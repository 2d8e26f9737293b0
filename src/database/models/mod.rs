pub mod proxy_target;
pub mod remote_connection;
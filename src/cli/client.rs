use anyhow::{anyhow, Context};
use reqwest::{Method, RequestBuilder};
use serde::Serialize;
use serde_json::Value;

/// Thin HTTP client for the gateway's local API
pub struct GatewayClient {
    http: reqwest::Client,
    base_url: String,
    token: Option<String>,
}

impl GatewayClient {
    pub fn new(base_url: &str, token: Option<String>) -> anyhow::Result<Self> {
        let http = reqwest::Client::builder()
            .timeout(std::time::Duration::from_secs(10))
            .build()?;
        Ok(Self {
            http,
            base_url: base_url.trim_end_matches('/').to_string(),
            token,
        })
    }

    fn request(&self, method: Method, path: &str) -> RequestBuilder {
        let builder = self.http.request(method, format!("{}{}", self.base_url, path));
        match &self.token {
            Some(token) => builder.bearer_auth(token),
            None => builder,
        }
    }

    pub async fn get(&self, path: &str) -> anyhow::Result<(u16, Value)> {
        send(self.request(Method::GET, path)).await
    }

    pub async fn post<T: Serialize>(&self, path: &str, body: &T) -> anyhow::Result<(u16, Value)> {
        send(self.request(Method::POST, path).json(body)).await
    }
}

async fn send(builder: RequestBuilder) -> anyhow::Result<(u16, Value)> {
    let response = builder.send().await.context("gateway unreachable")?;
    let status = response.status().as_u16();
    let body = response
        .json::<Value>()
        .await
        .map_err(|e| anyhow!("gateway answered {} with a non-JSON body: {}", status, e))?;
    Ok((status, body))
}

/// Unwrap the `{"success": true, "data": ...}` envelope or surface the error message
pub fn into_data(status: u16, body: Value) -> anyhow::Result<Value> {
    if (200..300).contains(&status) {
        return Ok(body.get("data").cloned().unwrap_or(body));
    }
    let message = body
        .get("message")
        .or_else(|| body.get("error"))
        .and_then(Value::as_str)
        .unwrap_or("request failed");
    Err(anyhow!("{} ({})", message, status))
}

————————

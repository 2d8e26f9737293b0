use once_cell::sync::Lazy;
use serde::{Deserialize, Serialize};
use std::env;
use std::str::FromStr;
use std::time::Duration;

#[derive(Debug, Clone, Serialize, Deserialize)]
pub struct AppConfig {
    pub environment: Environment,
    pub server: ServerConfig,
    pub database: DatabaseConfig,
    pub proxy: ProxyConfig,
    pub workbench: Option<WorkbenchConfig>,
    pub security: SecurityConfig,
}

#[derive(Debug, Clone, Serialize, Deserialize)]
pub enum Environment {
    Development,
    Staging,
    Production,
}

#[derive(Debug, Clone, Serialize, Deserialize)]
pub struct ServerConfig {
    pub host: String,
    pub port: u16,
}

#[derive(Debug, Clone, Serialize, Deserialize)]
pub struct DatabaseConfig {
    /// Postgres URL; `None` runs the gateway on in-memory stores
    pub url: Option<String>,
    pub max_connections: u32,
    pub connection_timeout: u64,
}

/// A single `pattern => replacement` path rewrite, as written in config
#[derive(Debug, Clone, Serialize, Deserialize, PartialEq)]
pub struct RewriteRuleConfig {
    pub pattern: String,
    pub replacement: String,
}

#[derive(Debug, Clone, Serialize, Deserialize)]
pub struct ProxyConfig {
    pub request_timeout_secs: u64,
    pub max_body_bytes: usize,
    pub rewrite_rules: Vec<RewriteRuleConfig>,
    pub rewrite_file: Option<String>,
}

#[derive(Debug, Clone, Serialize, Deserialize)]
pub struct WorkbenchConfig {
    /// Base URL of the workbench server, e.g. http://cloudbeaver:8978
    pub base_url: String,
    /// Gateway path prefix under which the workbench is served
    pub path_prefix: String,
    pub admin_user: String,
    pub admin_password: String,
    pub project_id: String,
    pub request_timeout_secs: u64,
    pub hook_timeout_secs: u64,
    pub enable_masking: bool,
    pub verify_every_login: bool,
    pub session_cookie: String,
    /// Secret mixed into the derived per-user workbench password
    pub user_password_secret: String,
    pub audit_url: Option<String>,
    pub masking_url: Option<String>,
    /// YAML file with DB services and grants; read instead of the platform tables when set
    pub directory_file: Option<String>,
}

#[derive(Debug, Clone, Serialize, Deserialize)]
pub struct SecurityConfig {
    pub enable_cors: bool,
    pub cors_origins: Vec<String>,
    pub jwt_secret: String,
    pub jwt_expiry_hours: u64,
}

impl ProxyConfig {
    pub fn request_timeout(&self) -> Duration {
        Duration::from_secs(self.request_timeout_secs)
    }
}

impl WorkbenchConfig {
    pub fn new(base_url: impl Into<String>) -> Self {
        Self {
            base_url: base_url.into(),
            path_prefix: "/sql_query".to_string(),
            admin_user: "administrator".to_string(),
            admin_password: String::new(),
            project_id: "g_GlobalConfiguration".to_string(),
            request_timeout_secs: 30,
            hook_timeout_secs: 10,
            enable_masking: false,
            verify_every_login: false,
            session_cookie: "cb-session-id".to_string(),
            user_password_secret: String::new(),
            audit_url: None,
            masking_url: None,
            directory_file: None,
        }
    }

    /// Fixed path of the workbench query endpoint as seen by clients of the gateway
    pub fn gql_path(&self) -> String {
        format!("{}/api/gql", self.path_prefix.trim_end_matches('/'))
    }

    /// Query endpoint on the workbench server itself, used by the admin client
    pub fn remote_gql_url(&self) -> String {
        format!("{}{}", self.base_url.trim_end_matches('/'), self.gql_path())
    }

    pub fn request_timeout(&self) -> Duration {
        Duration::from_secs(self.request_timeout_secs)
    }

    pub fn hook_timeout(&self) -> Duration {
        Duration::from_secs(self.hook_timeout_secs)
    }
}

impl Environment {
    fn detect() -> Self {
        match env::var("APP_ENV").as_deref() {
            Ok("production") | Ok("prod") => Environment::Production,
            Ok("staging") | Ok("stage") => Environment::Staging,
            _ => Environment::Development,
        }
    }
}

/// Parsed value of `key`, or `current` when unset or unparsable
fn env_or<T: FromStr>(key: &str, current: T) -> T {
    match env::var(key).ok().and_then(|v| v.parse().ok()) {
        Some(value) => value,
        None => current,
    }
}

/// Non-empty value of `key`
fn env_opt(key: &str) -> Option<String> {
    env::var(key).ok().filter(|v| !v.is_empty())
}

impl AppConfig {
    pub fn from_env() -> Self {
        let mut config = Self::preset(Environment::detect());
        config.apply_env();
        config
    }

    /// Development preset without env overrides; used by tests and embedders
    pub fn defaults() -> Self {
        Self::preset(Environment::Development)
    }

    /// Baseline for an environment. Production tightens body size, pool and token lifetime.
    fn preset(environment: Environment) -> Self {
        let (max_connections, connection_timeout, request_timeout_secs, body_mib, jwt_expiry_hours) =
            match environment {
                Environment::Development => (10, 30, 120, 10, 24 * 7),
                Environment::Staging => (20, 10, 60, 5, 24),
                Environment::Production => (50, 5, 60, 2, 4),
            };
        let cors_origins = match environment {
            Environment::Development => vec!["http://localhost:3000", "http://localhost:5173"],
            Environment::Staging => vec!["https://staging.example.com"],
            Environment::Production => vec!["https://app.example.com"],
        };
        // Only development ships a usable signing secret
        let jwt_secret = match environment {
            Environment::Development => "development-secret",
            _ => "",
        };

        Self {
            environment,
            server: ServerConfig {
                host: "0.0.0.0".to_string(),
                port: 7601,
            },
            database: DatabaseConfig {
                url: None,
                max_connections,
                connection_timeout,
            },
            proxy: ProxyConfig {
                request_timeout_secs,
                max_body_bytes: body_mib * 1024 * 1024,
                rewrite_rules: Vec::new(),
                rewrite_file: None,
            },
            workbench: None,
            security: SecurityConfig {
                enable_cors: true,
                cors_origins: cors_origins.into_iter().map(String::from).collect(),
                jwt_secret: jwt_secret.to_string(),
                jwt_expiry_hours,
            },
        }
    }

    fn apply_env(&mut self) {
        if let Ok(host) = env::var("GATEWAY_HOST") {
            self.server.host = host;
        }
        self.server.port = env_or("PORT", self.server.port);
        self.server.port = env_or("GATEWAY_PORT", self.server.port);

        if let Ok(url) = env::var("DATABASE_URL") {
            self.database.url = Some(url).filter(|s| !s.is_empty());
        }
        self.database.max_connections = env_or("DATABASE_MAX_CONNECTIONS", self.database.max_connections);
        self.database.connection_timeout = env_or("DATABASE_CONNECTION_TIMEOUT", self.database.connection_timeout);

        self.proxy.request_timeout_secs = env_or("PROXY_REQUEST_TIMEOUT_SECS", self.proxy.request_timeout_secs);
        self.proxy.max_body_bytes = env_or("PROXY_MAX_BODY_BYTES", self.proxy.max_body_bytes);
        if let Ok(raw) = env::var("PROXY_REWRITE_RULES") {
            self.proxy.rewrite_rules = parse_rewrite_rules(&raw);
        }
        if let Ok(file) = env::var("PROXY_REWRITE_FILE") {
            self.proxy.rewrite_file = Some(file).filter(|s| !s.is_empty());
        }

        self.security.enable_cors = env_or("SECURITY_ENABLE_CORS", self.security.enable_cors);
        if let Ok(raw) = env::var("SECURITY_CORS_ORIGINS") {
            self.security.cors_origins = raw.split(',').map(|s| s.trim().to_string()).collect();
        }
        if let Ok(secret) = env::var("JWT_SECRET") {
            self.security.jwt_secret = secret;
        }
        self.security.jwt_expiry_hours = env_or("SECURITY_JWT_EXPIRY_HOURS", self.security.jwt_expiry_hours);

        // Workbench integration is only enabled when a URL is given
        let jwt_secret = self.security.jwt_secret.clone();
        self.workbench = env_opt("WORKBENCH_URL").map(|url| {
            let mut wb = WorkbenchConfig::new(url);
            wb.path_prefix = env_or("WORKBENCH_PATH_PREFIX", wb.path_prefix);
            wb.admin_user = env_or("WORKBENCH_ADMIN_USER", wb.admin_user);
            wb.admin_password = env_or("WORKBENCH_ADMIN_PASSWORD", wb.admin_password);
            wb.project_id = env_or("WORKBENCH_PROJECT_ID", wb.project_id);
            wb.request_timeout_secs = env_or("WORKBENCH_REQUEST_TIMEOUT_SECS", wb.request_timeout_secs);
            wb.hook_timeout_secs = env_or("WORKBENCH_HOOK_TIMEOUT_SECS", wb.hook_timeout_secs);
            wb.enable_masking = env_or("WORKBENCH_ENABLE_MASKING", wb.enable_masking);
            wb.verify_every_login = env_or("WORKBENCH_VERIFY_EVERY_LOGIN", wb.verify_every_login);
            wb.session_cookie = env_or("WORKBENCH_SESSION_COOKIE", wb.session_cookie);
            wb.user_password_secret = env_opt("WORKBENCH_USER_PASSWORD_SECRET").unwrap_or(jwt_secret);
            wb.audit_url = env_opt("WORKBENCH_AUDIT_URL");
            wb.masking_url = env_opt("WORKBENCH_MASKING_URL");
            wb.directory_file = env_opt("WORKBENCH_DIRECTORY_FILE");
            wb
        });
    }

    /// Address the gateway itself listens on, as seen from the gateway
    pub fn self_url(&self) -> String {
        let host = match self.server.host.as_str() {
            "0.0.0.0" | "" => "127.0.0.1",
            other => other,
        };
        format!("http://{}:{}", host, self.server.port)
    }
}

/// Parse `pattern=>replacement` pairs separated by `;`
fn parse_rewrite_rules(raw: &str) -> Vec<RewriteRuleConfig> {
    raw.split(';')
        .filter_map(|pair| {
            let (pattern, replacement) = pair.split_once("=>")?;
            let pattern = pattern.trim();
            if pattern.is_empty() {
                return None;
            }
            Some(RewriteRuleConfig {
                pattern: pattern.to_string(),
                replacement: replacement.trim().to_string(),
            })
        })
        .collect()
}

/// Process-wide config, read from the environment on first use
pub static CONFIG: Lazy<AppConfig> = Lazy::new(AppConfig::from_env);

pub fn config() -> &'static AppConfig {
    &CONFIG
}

————————

_How to complete this task_
Read the entries and pick out all lines that include the word "None".

_Answer to the exercise_
            None => builder,
    /// Postgres URL; `None` runs the gateway on in-memory stores
            audit_url: None,
            masking_url: None,
            directory_file: None,
        None => current,
                url: None,
                rewrite_file: None,
            workbench: None,
                return None;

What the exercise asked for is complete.